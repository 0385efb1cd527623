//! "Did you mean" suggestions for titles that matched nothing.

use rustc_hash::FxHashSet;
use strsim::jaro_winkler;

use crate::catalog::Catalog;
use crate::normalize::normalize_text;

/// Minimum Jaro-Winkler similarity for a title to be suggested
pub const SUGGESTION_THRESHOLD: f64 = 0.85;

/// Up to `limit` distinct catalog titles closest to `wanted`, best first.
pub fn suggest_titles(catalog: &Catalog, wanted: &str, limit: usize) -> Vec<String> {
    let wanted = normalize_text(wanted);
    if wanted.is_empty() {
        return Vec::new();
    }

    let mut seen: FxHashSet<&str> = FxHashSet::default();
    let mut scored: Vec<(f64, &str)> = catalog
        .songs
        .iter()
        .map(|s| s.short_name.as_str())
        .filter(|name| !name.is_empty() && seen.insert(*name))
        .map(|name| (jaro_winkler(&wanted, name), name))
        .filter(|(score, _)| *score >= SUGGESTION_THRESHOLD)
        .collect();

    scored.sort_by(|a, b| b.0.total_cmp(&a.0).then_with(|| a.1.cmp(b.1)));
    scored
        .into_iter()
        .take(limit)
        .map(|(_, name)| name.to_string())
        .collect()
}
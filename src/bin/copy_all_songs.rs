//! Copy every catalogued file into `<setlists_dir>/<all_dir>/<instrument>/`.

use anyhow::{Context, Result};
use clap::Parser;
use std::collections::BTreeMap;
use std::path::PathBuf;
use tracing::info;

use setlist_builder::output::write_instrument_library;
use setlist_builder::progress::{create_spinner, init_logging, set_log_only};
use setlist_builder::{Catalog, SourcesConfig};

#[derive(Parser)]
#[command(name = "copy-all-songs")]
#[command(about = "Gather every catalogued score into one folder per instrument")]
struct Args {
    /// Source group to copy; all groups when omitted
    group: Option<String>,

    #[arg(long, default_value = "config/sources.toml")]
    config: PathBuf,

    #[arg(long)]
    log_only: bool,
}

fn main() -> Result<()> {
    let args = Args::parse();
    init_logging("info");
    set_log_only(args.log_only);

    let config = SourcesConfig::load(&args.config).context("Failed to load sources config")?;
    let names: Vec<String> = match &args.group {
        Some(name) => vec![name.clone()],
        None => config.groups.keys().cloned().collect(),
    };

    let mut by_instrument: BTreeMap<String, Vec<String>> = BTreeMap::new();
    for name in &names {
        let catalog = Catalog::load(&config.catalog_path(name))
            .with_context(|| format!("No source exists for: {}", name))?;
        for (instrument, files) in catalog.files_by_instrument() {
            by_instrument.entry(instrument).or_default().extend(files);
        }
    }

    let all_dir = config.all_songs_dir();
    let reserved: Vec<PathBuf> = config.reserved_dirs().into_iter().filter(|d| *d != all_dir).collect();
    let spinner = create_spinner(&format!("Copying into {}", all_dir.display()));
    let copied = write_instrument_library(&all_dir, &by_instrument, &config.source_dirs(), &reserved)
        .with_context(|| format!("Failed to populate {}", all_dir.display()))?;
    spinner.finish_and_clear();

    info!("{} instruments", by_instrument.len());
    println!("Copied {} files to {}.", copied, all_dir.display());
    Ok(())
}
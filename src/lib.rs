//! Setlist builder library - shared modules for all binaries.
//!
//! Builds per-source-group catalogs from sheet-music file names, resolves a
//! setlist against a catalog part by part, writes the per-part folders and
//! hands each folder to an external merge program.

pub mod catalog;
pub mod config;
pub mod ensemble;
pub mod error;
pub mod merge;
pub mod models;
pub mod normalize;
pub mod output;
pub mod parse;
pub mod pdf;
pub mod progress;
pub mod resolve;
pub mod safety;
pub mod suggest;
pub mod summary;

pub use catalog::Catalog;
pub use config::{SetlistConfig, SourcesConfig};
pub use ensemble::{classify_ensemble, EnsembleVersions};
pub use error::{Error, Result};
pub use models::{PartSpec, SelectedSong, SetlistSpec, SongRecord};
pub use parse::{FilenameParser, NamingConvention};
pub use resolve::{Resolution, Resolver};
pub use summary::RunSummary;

══════════

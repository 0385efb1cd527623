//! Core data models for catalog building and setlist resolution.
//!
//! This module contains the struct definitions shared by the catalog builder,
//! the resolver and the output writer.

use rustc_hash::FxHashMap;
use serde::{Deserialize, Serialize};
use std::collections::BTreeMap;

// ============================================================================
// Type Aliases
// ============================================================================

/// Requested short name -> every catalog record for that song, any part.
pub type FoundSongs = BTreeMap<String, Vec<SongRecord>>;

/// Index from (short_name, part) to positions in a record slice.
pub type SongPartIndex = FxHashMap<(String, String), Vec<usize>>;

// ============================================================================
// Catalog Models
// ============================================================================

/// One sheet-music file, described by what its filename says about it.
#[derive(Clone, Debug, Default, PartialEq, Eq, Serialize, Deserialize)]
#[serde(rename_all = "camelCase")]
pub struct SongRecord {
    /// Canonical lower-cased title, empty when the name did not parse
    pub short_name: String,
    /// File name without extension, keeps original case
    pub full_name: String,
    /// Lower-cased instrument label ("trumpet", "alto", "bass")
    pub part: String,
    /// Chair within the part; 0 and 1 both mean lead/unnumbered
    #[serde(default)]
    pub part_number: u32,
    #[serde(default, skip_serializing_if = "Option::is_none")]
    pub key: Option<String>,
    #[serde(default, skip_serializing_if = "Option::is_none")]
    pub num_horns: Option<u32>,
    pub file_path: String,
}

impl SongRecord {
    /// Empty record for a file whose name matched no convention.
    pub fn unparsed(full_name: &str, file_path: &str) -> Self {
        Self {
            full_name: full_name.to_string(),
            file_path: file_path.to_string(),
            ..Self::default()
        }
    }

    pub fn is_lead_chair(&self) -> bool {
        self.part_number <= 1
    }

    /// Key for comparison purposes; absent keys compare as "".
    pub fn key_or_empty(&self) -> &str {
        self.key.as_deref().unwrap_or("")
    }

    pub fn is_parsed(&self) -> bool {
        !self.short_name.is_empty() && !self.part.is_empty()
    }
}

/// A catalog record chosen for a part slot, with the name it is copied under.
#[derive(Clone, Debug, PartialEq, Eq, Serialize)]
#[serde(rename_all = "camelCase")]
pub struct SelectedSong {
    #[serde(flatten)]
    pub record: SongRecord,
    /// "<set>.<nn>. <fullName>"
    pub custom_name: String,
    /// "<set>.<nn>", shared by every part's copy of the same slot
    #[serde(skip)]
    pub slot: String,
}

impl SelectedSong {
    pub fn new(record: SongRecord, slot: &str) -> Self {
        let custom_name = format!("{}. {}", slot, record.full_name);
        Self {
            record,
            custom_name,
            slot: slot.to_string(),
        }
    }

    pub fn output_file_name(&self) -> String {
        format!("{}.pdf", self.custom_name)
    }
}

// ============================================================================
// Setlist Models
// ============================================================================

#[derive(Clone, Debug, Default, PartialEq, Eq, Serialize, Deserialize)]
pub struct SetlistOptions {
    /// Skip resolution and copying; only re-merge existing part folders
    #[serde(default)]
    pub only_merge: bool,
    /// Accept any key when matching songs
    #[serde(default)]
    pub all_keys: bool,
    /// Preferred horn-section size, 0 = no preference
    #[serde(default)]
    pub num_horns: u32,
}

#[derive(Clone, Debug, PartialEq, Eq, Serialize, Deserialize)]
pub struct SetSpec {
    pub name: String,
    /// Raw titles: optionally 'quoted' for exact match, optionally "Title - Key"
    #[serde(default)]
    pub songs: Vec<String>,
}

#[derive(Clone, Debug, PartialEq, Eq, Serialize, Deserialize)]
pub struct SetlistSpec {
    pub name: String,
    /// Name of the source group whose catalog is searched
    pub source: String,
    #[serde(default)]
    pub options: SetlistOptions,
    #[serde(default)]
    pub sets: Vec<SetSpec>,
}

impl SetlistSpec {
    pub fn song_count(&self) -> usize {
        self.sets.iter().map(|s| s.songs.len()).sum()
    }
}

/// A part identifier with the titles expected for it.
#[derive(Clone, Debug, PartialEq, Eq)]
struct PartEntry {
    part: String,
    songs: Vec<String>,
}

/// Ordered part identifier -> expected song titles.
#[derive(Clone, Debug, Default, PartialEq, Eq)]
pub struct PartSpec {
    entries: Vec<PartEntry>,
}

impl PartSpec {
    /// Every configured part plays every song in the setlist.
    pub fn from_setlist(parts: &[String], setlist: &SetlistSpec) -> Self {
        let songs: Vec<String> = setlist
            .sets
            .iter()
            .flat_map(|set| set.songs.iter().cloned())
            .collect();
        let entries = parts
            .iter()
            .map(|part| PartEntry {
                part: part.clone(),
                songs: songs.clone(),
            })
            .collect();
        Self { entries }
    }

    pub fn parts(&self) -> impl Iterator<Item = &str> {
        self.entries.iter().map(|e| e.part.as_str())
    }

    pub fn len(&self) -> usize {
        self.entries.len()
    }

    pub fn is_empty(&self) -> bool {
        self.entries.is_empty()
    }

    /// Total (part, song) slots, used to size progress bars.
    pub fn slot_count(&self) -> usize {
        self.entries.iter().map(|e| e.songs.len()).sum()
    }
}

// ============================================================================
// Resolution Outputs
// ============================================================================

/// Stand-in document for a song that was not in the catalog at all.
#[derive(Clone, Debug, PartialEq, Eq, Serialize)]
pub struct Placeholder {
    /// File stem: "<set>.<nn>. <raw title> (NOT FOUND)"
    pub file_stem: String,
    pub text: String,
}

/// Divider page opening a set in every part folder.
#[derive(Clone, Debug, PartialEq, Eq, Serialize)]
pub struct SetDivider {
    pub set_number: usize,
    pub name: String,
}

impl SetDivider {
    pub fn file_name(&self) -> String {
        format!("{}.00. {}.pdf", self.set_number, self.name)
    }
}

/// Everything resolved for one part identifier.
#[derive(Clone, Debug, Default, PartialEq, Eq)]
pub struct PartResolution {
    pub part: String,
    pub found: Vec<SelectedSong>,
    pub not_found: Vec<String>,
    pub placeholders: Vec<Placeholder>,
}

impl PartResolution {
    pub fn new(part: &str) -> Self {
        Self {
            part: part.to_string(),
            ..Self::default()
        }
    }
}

══════════

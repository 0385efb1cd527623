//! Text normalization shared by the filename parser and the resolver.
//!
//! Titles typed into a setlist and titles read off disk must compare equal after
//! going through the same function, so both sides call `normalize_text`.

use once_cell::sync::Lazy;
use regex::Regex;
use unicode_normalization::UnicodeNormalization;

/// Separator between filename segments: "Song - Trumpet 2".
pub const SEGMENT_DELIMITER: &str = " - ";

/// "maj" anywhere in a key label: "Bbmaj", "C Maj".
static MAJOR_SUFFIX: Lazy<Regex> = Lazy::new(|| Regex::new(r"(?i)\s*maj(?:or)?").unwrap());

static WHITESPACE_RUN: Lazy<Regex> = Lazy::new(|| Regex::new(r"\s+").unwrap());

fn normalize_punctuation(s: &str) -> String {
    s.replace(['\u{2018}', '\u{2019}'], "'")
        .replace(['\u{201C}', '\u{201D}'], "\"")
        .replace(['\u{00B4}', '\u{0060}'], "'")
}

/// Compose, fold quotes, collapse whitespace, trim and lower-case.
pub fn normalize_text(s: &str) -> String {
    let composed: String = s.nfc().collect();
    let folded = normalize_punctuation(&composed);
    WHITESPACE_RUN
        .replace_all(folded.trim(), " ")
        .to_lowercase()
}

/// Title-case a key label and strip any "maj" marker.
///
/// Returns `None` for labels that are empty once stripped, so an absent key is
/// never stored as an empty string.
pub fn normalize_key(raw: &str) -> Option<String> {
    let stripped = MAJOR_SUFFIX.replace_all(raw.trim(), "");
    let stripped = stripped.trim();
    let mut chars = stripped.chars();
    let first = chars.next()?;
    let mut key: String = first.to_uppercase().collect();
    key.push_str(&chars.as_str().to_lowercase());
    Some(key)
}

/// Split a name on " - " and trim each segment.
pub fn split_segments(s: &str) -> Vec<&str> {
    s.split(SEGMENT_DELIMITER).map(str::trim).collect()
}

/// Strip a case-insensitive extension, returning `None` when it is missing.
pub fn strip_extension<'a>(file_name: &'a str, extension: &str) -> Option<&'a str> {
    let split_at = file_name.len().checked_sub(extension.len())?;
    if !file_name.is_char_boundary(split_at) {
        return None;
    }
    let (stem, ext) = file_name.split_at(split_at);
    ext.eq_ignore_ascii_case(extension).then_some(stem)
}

══════════

EXERCISE
Extract the lines of the preceding material that run from the line with "let mut seen: FxHashSet<&str>" through the line with "(jaro_winkler(&wanted, name), name))", inclusive, reproducing them exactly and adding nothing.

SOLUTION TO THIS TASK
    let mut seen: FxHashSet<&str> = FxHashSet::default();
    let mut scored: Vec<(f64, &str)> = catalog
        .songs
        .iter()
        .map(|s| s.short_name.as_str())
        .filter(|name| !name.is_empty() && seen.insert(*name))
        .map(|name| (jaro_winkler(&wanted, name), name))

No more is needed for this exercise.